//! IPv6 subroutine (spec §4.5 step 11): allocate an external address from an
//! appended-addresses file, maintain the NAT6 rule script, restart the
//! `ipv6nat` service. Writes one script and ships it via `fv_ssh::upload_file`
//! rather than building up the rule set command-by-command.

use std::collections::HashSet;

use fv_core::error::CoreError;
use fv_ssh::{ConnectParams, SshPool};

pub const NAT_RULES_SCRIPT_PATH: &str = "/usr/local/bin/ipv6_nat_rules.sh";

/// One instance's external-to-internal IPv6 1:1 NAT mapping.
#[derive(Debug, Clone, PartialEq, Eq)]
pub struct Ipv6NatRule {
    pub external: String,
    pub internal: String,
}

/// First address in `appended_addresses` (one per line, blanks and `#`
/// comments ignored) that isn't already claimed by another instance.
pub fn next_external_address(appended_addresses: &str, used: &HashSet<String>) -> Option<String> {
    appended_addresses
        .lines()
        .map(str::trim)
        .filter(|l| !l.is_empty() && !l.starts_with('#'))
        .find(|addr| !used.contains(*addr))
        .map(str::to_string)
}

/// Renders the full `ip6tables` NAT6 script for every active rule, in the
/// teacher's idempotent `-C ... || -A ...` style.
pub fn render_nat_rules_script(rules: &[Ipv6NatRule]) -> String {
    let mut script = String::from("#!/bin/bash\nset -e\n");
    for rule in rules {
        script.push_str(&format!(
            "ip6tables -t nat -C PREROUTING -d {ext} -j DNAT --to-destination {int} 2>/dev/null || \\\n  \
             ip6tables -t nat -A PREROUTING -d {ext} -j DNAT --to-destination {int}\n\
             ip6tables -t nat -C POSTROUTING -s {int} -j SNAT --to-source {ext} 2>/dev/null || \\\n  \
             ip6tables -t nat -A POSTROUTING -s {int} -j SNAT --to-source {ext}\n",
            ext = rule.external,
            int = rule.internal,
        ));
    }
    script
}

/// Writes the rendered script and restarts the `ipv6nat` unit so it's picked
/// up (spec §4.5 step 11).
pub fn apply(ssh: &SshPool, params: &ConnectParams, rules: &[Ipv6NatRule]) -> Result<(), CoreError> {
    let script = render_nat_rules_script(rules);
    fv_ssh::upload_file(ssh, params, NAT_RULES_SCRIPT_PATH, script.as_bytes(), 0o755)?;
    ssh.exec_stdout(params, &format!("bash {NAT_RULES_SCRIPT_PATH}"))?;
    ssh.exec_stdout(params, "systemctl restart ipv6nat || service ipv6nat restart")?;
    Ok(())
}
#[cfg(test)]
mod tests {
    use super::*;

    #[test]
    fn port_protocol_conflict_rules() {
        assert!(PortProtocol::Tcp.conflicts_with(PortProtocol::Tcp));
        assert!(!PortProtocol::Tcp.conflicts_with(PortProtocol::Udp));
        assert!(PortProtocol::Both.conflicts_with(PortProtocol::Tcp));
        assert!(PortProtocol::Udp.conflicts_with(PortProtocol::Both));
    }

    #[test]
    fn resource_amounts_fit_and_min() {
        let cap = ResourceAmounts {
            cpu: 4,
            memory_mb: 4096,
            disk_mb: 20_000,
            bandwidth_mbps: 500,
        };
        let req = ResourceAmounts {
            cpu: 2,
            memory_mb: 1024,
            disk_mb: 5_000,
            bandwidth_mbps: 200,
        };
        assert!(req.fits_within(&cap));
        let over = ResourceAmounts {
            cpu: 8,
            ..req
        };
        assert!(!over.fits_within(&cap));
    }

    #[test]
    fn effective_level_cap_takes_component_min() {
        let global = LevelLimits {
            max_instances: 10,
            max_resources: ResourceAmounts {
                cpu: 8,
                memory_mb: 8192,
                disk_mb: 100_000,
                bandwidth_mbps: 1000,
            },
            max_traffic_bytes: 1_000_000,
        };
        let provider = LevelLimits {
            max_instances: 5,
            max_resources: ResourceAmounts {
                cpu: 4,
                memory_mb: 16_384,
                disk_mb: 50_000,
                bandwidth_mbps: 2000,
            },
            max_traffic_bytes: 500_000,
        };
        let eff = effective_level_cap(&global, &provider);
        assert_eq!(eff.max_instances, 5);
        assert_eq!(eff.max_resources.cpu, 4);
        assert_eq!(eff.max_resources.memory_mb, 8192);
        assert_eq!(eff.max_traffic_bytes, 500_000);
    }

    #[test]
    fn running_instance_requires_an_address() {
        let base = Instance {
            id: "i1".into(),
            name: "n".into(),
            provider_id: "p".into(),
            user_id: "u".into(),
            instance_type: InstanceType::Container,
            image: "debian-12".into(),
            os_type: "linux".into(),
            resources: ResourceAmounts::default(),
            private_ip: None,
            public_ip: None,
            ipv6_address: None,
            public_ipv6: None,
            ssh_port: None,
            username: None,
            password: None,
            status: InstanceStatus::Running,
            max_traffic_bytes: None,
            traffic_limited: false,
            traffic_limit_reason: None,
            pmacct_interface_v4: None,
            pmacct_interface_v6: None,
            vmid: None,
            expires_at: None,
            is_manual_expiry: false,
            created_at: Utc::now(),
        };
        assert!(!base.running_address_invariant_holds());
        let mut with_ip = base.clone();
        with_ip.private_ip = Some("172.16.1.2".into());
        assert!(with_ip.running_address_invariant_holds());
    }

    #[test]
    fn port_mapping_method_forces_native_for_dedicated() {
        assert_eq!(
            PortMappingMethod::effective_v4(PortMappingMethod::Iptables, NetworkType::DedicatedIpv4),
            PortMappingMethod::Native
        );
        assert_eq!(
            PortMappingMethod::effective_v4(PortMappingMethod::Iptables, NetworkType::Ipv6Only),
            PortMappingMethod::None
        );
        assert_eq!(
            PortMappingMethod::effective_v4(PortMappingMethod::DeviceProxy, NetworkType::NatIpv4),
            PortMappingMethod::DeviceProxy
        );
    }
}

--- --- ---

Pull every line containing "into" out of the entries.

Expected answer ▸
            id: "i1".into(),
            name: "n".into(),
            provider_id: "p".into(),
            user_id: "u".into(),
            image: "debian-12".into(),
            os_type: "linux".into(),
        with_ip.private_ip = Some("172.16.1.2".into());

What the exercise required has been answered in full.